I strongly believe that Intel's scalable system framework (SSF) HPC platform based on its omni-path architecture will make all the difference in favor of Intel. I shared my view regarding Intel's SSF approach in a previous article. When the latest Xeon Phi coprocessors will be used alongside Intel's new highest-end Xeon processors and 3D XPoint memory-based Optane SSDs, ML/DL workloads will certainly get a performance boost.

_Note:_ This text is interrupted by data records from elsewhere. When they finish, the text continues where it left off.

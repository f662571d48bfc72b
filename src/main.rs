//! # docserve CLI
//!
//! This is the binary entry point for the `docserve` command-line tool.
//!
//! Its primary responsibilities are:
//! - Parsing command-line arguments using `clap`.
//! - Initializing logging.
//! - Executing the appropriate command based on the parsed arguments.
//!
//! The core logic lives in the `docserve` library crate; the binary is a thin
//! wrapper that wires a host directory (optionally overlaid with a patch) into
//! the library's router, model lookup and reference resolver.

mod cli;
mod commands;

use anyhow::Result;
use clap::Parser;

fn main() -> Result<()> {
    let cli = cli::Cli::parse();
    cli.init_logging();
    cli.execute()
}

In addition, Intel is providing more tools in the hands of developers via software libraries. It is optimizing its core architecture also for open-source ML frameworks like Caffe and Theano. If raw computing horsepower isn't the priority, latest Xeon Phi should be the best choice.
AI will go mainstream very slowly with the advent of autonomous cars, smart homes and the like. Nvidia has developed sophisticated AI-based autonomous vehicle technology which could take a decade before going mainstream due to lack of adequate infrastructure.
Oftentimes, building a technology takes lesser time than building adequate infrastructure for its proper utilization. Nvidia will continue to generate most of its revenues from its graphics business despite developing advanced technology for autonomous vehicles. Intel, on the other hand, is continuously creating new revenue streams for the future. That's why I am more bullish on Intel.
Disclosure: I am/we are long INTC, IBM.
I wrote this article myself, and it expresses my own opinions. I am not receiving compensation for it (other than from Seeking Alpha). I have no business relationship with any company whose stock is mentioned in this article.